Following Pedro Strop's forgettable eighth-inning performance in the Orioles' 10-6 win over the New York Yankees on Friday night, the right-handed setup man immediately retreated to the clubhouse film room to review his performance.
Nobody needs to tell the 27-year-old reliever that he isn't pitching well. Despite some unsettling wildness, Strop's 23 holds are tied for fifth-most in the American League. But he has blown leads in two of his last three outings, both against the Yankees.
Strop's ineffectiveness nearly cost the Orioles a critical win Thursday. He entered in the eighth inning of a 6-2 game needing just one out to get out of the frame. But Strop allowed two inherited runners to score and then yielded two more runs, allowing the Yankees to tie the game.
All season long, Strop has helped anchor the back of the Orioles bullpen. Along with closer Jim Johnson, who has 41 saves, Strop is a main reason why the Orioles are 61-0 when they lead after seven innings.
Strop's high-90s two-seam sinking fastball, with a lot of late movement, is his best pitch. This year, he has not been afraid to throw it in any count. But when Strop loses control of the pitch, trouble ensues.
"You just try to have a long memory about how good these guys have been, but also understand with 20-something games left, we're going to ride what needs to be ridden," Orioles manager Buck Showalter said.
After watching Thursday's outing on film, Strop said he's opening up too quickly in his delivery, taking away the control on his sinker. On Thursday, he faced just four batters and issued two walks, including a bases-loaded four-pitch walk to Chris Dickerson. All four pitches to Dickerson were sinkers.

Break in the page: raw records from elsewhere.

use super::{
    config::SubmitMode,
    registration::{NewUser, Registered, Registration, User, UserStore},
    telemetry::{JobEvent, record_job},
};
use anyhow::Context;
use batchpool::{Error, Outcome, Rejected, Results, WorkerPool};
use serde::Serialize;
use std::sync::Arc;
use tokio::io::{AsyncBufRead, AsyncBufReadExt, AsyncWrite, AsyncWriteExt};
use tokio_util::sync::CancellationToken;

/// Counters reported once a run finishes.
#[derive(Debug, Default, Clone, Copy, PartialEq, Eq)]
pub struct RunSummary {
    /// Records accepted into the intake queue.
    pub submitted: u64,
    /// Outcomes that were successes.
    pub succeeded: u64,
    /// Outcomes that were failures (invalid record or panic).
    pub failed: u64,
    /// Records refused because the intake queue was full.
    pub rejected: u64,
    /// Lines that could not be parsed as a record.
    pub malformed: u64,
    /// True when the run was cut short by a shutdown signal.
    pub interrupted: bool,
}

#[derive(Debug, Default)]
struct FeedStats {
    submitted: u64,
    rejected: u64,
    malformed: u64,
}

/// One line of output per outcome.
#[derive(Debug, Serialize)]
#[serde(tag = "status", rename_all = "snake_case")]
enum OutcomeRecord<'a> {
    Registered {
        worker: usize,
        elapsed_ms: f64,
        line: usize,
        user: &'a User,
    },
    Failed {
        worker: usize,
        elapsed_ms: f64,
        error: String,
    },
}

/// Feeds every record from `input` through `pool` and writes one JSON line
/// per outcome to `output`.
///
/// The reader and the writer run concurrently so that neither queue can fill
/// up and stall the other side. When `input` is exhausted the pool is drained
/// and the run ends once its last outcome is written. Cancelling `shutdown`
/// stops reading, stops the pool (queued records are discarded), and writes
/// whatever outcomes were already published.
///
/// The pool must be started and its results not yet taken.
pub async fn run<R, W>(
    pool: Arc<WorkerPool<Registration>>,
    input: R,
    mut output: W,
    submit_mode: SubmitMode,
    shutdown: CancellationToken,
) -> anyhow::Result<RunSummary>
where
    R: AsyncBufRead + Unpin + Send + 'static,
    W: AsyncWrite + Unpin,
{
    let mut results = pool.results()?;

    // Cancelled on a signal, or by the writer when it cannot go on.
    let feed_shutdown = shutdown.child_token();
    let feeder = tokio::spawn(feed_records(
        Arc::clone(&pool),
        input,
        Arc::new(UserStore::default()),
        submit_mode,
        feed_shutdown.clone(),
    ));

    let written = write_outcomes(&mut results, &mut output).await;
    if written.is_err() {
        // Workers blocked on publishing fail fast once the receiver is gone.
        feed_shutdown.cancel();
        drop(results);
    }

    let feed = feeder.await.context("record feeder panicked")?;
    let (succeeded, failed) = written?;
    let feed = feed?;

    Ok(RunSummary {
        submitted: feed.submitted,
        succeeded,
        failed,
        rejected: feed.rejected,
        malformed: feed.malformed,
        interrupted: shutdown.is_cancelled(),
    })
}

/// Submits every record, then closes the pool.
///
/// The pool is stopped or drained on every exit path, including errors, so
/// the output queue always closes and the writer always finishes.
async fn feed_records<R>(
    pool: Arc<WorkerPool<Registration>>,
    input: R,
    store: Arc<UserStore>,
    submit_mode: SubmitMode,
    shutdown: CancellationToken,
) -> anyhow::Result<FeedStats>
where
    R: AsyncBufRead + Unpin,
{
    let mut stats = FeedStats::default();
    let fed = submit_records(&pool, input, &store, submit_mode, &shutdown, &mut stats).await;

    let closed = match &fed {
        Ok(lines) if !shutdown.is_cancelled() => {
            tracing::info!("Input exhausted after {lines} line(s), draining pool");
            tokio::select! {
                biased;
                () = shutdown.cancelled() => pool.stop().await,
                res = pool.drain() => res,
            }
        }
        _ => pool.stop().await,
    };

    fed?;
    closed?;
    Ok(stats)
}

/// Returns the number of input lines read.
async fn submit_records<R>(
    pool: &WorkerPool<Registration>,
    input: R,
    store: &Arc<UserStore>,
    submit_mode: SubmitMode,
    shutdown: &CancellationToken,
    stats: &mut FeedStats,
) -> anyhow::Result<usize>
where
    R: AsyncBufRead + Unpin,
{
    let mut lines = input.lines();
    let mut line_no = 0_usize;

    loop {
        let line = tokio::select! {
            biased;
            () = shutdown.cancelled() => break,
            line = lines.next_line() => {
                line.with_context(|| format!("failed to read input line {}", line_no + 1))?
            }
        };
        let Some(line) = line else { break };
        line_no += 1;

        if line.trim().is_empty() {
            continue;
        }

        let user: NewUser = match serde_json::from_str(&line) {
            Ok(user) => user,
            Err(e) => {
                tracing::warn!("Skipping malformed record on line {line_no}: {e}");
                stats.malformed += 1;
                continue;
            }
        };

        let item = Registration::new(line_no, user, Arc::clone(store));
        let submitted = tokio::select! {
            biased;
            () = shutdown.cancelled() => break,
            res = submit(pool, item, submit_mode) => res,
        };

        match submitted {
            Ok(()) => {
                stats.submitted += 1;
                record_job(JobEvent::Submitted);
            }
            Err(rejected) => {
                let (item, reason) = rejected.into_parts();
                match reason {
                    Error::QueueFull => {
                        tracing::warn!(
                            "Rejected record on line {}: intake queue is full",
                            item.line()
                        );
                        stats.rejected += 1;
                        record_job(JobEvent::Rejected);
                    }
                    Error::Closed => {
                        tracing::info!("Pool closed, no more records will be submitted");
                        break;
                    }
                    other => return Err(other.into()),
                }
            }
        }
    }

    Ok(line_no)
}

async fn submit(
    pool: &WorkerPool<Registration>,
    item: Registration,
    submit_mode: SubmitMode,
) -> Result<(), Rejected<Registration>> {
    match submit_mode {
        SubmitMode::Blocking => pool.submit(item).await,
        SubmitMode::NonBlocking => pool.try_submit(item),
        SubmitMode::Timed(wait) => pool.submit_timeout(item, wait).await,
    }
}

/// Drains `results` into `output` until the pool closes it.
async fn write_outcomes<W>(
    results: &mut Results<Registered>,
    output: &mut W,
) -> anyhow::Result<(u64, u64)>
where
    W: AsyncWrite + Unpin,
{
    let mut succeeded = 0;
    let mut failed = 0;

    while let Some(outcome) = results.recv().await {
        let elapsed_ms = outcome.elapsed.as_secs_f64() * 1000.0;

        match &outcome.result {
            Ok(_) => {
                succeeded += 1;
                record_job(JobEvent::Succeeded { elapsed_ms });
            }
            Err(failure) => {
                tracing::debug!("Worker {} reported: {failure}", outcome.worker_id);
                failed += 1;
                record_job(JobEvent::Failed { elapsed_ms });
            }
        }

        let mut line = serde_json::to_vec(&to_record(&outcome, elapsed_ms))?;
        line.push(b'\n');
        output
            .write_all(&line)
            .await
            .context("failed to write outcome")?;
    }

    output.flush().await.context("failed to flush output")?;
    Ok((succeeded, failed))
}

fn to_record(outcome: &Outcome<Registered>, elapsed_ms: f64) -> OutcomeRecord<'_> {
    match &outcome.result {
        Ok(registered) => OutcomeRecord::Registered {
            worker: outcome.worker_id,
            elapsed_ms,
            line: registered.line,
            user: &registered.user,
        },
        Err(failure) => OutcomeRecord::Failed {
            worker: outcome.worker_id,
            elapsed_ms,
            error: failure.message().to_string(),
        },
    }
}

#[cfg(test)]
mod tests {
    use super::*;
    use serde_json::Value;
    use std::io::Cursor;
    use tokio::io::BufReader;

    fn started_pool(workers: usize, intake: usize) -> anyhow::Result<Arc<WorkerPool<Registration>>> {
        let pool = Arc::new(WorkerPool::new(workers, intake, 16)?);
        pool.start()?;
        Ok(pool)
    }

    fn parse_output(bytes: &[u8]) -> anyhow::Result<Vec<Value>> {
        bytes
            .split(|b| *b == b'\n')
            .filter(|line| !line.is_empty())
            .map(|line| serde_json::from_slice(line).map_err(Into::into))
            .collect()
    }

    #[tokio::test(flavor = "multi_thread", worker_threads = 4)]
    async fn writes_one_line_per_record() -> anyhow::Result<()> {
        let input = concat!(
            "{\"name\":\"Ada\",\"email\":\"ada@example.com\"}\n",
            "\n",
            "{\"name\":\"\",\"email\":\"nobody@example.com\"}\n",
            "not json\n",
            "{\"name\":\"Alan\",\"email\":\"alan@example.com\"}\n",
        );

        let pool = started_pool(3, 4)?;
        let mut output = Vec::new();
        let summary = run(
            Arc::clone(&pool),
            BufReader::new(Cursor::new(input.as_bytes().to_vec())),
            &mut output,
            SubmitMode::Blocking,
            CancellationToken::new(),
        )
        .await?;

        assert_eq!(
            summary,
            RunSummary {
                submitted: 3,
                succeeded: 2,
                failed: 1,
                rejected: 0,
                malformed: 1,
                interrupted: false,
            }
        );
        assert_eq!(pool.state(), batchpool::PoolState::Stopped);

        let records = parse_output(&output)?;
        assert_eq!(records.len(), 3);

        let mut lines: Vec<u64> = records
            .iter()
            .filter(|r| r["status"] == "registered")
            .map(|r| r["line"].as_u64().unwrap_or_default())
            .collect();
        lines.sort_unstable();
        assert_eq!(lines, vec![1, 5]);

        let failed: Vec<&Value> = records.iter().filter(|r| r["status"] == "failed").collect();
        assert_eq!(failed.len(), 1);
        assert_eq!(failed[0]["error"], "line 3: name cannot be empty");
        Ok(())
    }

    #[tokio::test(flavor = "multi_thread", worker_threads = 4)]
    async fn cancelled_run_stops_the_pool() -> anyhow::Result<()> {
        let pool = started_pool(1, 1)?;
        let shutdown = CancellationToken::new();
        shutdown.cancel();

        let mut output = Vec::new();
        let summary = run(
            Arc::clone(&pool),
            BufReader::new(Cursor::new(
                b"{\"name\":\"Ada\",\"email\":\"ada@example.com\"}\n".to_vec(),
            )),
            &mut output,
            SubmitMode::Blocking,
            shutdown,
        )
        .await?;

        assert!(summary.interrupted);
        assert_eq!(summary.submitted, 0);
        assert_eq!(pool.state(), batchpool::PoolState::Stopped);
        assert!(output.is_empty());
        Ok(())
    }

    #[tokio::test(flavor = "multi_thread", worker_threads = 4)]
    async fn results_must_not_be_taken_twice() -> anyhow::Result<()> {
        let pool = started_pool(1, 1)?;
        let _results = pool.results()?;

        let outcome = run(
            Arc::clone(&pool),
            BufReader::new(Cursor::new(Vec::new())),
            Vec::new(),
            SubmitMode::Blocking,
            CancellationToken::new(),
        )
        .await;

        assert!(outcome.is_err());
        pool.stop().await?;
        Ok(())
    }

    fn records(count: usize) -> Vec<u8> {
        (0..count)
            .map(|n| format!("{{\"name\":\"user{n}\",\"email\":\"user{n}@example.com\"}}\n"))
            .collect::<String>()
            .into_bytes()
    }

    /// Runs `count` records with one worker and single-slot queues while the
    /// output is not read for a while, so the pool fills up and submissions
    /// have to be refused.
    async fn run_against_stalled_output(
        count: usize,
        submit_mode: SubmitMode,
    ) -> anyhow::Result<(RunSummary, Vec<Value>)> {
        use tokio::io::AsyncReadExt;

        let pool = Arc::new(WorkerPool::new(1, 1, 1)?);
        pool.start()?;
        let (writer, mut reader) = tokio::io::duplex(16);

        let running = tokio::spawn(run(
            Arc::clone(&pool),
            BufReader::new(Cursor::new(records(count))),
            writer,
            submit_mode,
            CancellationToken::new(),
        ));

        tokio::time::sleep(core::time::Duration::from_millis(300)).await;
        let mut output = Vec::new();
        reader.read_to_end(&mut output).await?;

        let summary = running.await??;
        assert_eq!(pool.state(), batchpool::PoolState::Stopped);
        Ok((summary, parse_output(&output)?))
    }

    #[tokio::test(flavor = "multi_thread", worker_threads = 4)]
    async fn non_blocking_submit_counts_rejections() -> anyhow::Result<()> {
        const RECORDS: usize = 200;

        let (summary, outcomes) =
            run_against_stalled_output(RECORDS, SubmitMode::NonBlocking).await?;

        assert!(summary.rejected > 0);
        assert_eq!(summary.submitted + summary.rejected, RECORDS as u64);
        assert_eq!(summary.succeeded, summary.submitted);
        assert_eq!(outcomes.len() as u64, summary.submitted);
        Ok(())
    }

    #[tokio::test(flavor = "multi_thread", worker_threads = 4)]
    async fn timed_submit_counts_rejections() -> anyhow::Result<()> {
        const RECORDS: usize = 20;

        let (summary, outcomes) = run_against_stalled_output(
            RECORDS,
            SubmitMode::Timed(core::time::Duration::from_millis(5)),
        )
        .await?;

        assert!(summary.rejected > 0);
        assert_eq!(summary.submitted + summary.rejected, RECORDS as u64);
        assert_eq!(outcomes.len() as u64, summary.submitted);
        Ok(())
    }

    #[tokio::test(flavor = "multi_thread", worker_threads = 4)]
    async fn unreadable_input_fails_and_stops_the_pool() -> anyhow::Result<()> {
        let pool = started_pool(2, 4)?;
        let mut input = b"{\"name\":\"Ada\",\"email\":\"ada@example.com\"}\n".to_vec();
        input.extend_from_slice(b"\xff\xfe\n");

        let outcome = tokio::time::timeout(
            core::time::Duration::from_secs(5),
            run(
                Arc::clone(&pool),
                BufReader::new(Cursor::new(input)),
                Vec::new(),
                SubmitMode::Blocking,
                CancellationToken::new(),
            ),
        )
        .await?;

        let err = outcome.unwrap_err();
        assert!(err.to_string().contains("line 2"));
        assert_eq!(pool.state(), batchpool::PoolState::Stopped);
        Ok(())
    }

    #[tokio::test(flavor = "multi_thread", worker_threads = 4)]
    async fn failed_write_stops_the_pool() -> anyhow::Result<()> {
        let pool = started_pool(2, 4)?;
        let (writer, reader) = tokio::io::duplex(16);
        drop(reader);

        let outcome = tokio::time::timeout(
            core::time::Duration::from_secs(5),
            run(
                Arc::clone(&pool),
                BufReader::new(Cursor::new(records(50))),
                writer,
                SubmitMode::Blocking,
                CancellationToken::new(),
            ),
        )
        .await?;

        assert!(outcome.is_err());
        assert_eq!(pool.state(), batchpool::PoolState::Stopped);
        Ok(())
    }
}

"The only thing I can do is find out a way to get back on track and be the same guy I've been the whole season," Strop said. "In the moment, whenever you're there, before you come in and come watch video, you're worrying because you're not doing what you're supposed to do."
"[Friday] I'm going to come with the same energy and I'm going to be the same guy," he added. "I'm not going to be thinking about [Thursday]. [Thursday] is over. We got the win. I couldn't do the job that I was expected to do. But we got the win, which is the most important."
Thursday's outing came after Strop blew a 3-2 lead in New York on Saturday. In that game, he walked the first two batters he faced, the second one on a bases-loaded walk to Derek Jeter that tied the game. J.J. Hardy's rare fielding error scored the winning run in the 4-3 loss at Yankee Stadium.
Strop has thrown 59 innings this season, by far the most he's thrown at the major league level. He threw 69 2/3 innings last season, but only 22 of them were at the major league level between the Rangers and Orioles.
Despite his struggles, Showalter expressed confidence in Strop.
"Certainly, we all know what a great job [Strop has] done for us this year coming into the middle of an inning or starting an inning," Showalter said. "Sometimes, he has some command issues regardless of how you bring him in, but you always like the finished product. We're fortunate to have multiple people who have been doing a good job for us and we'll continue to use them in that role."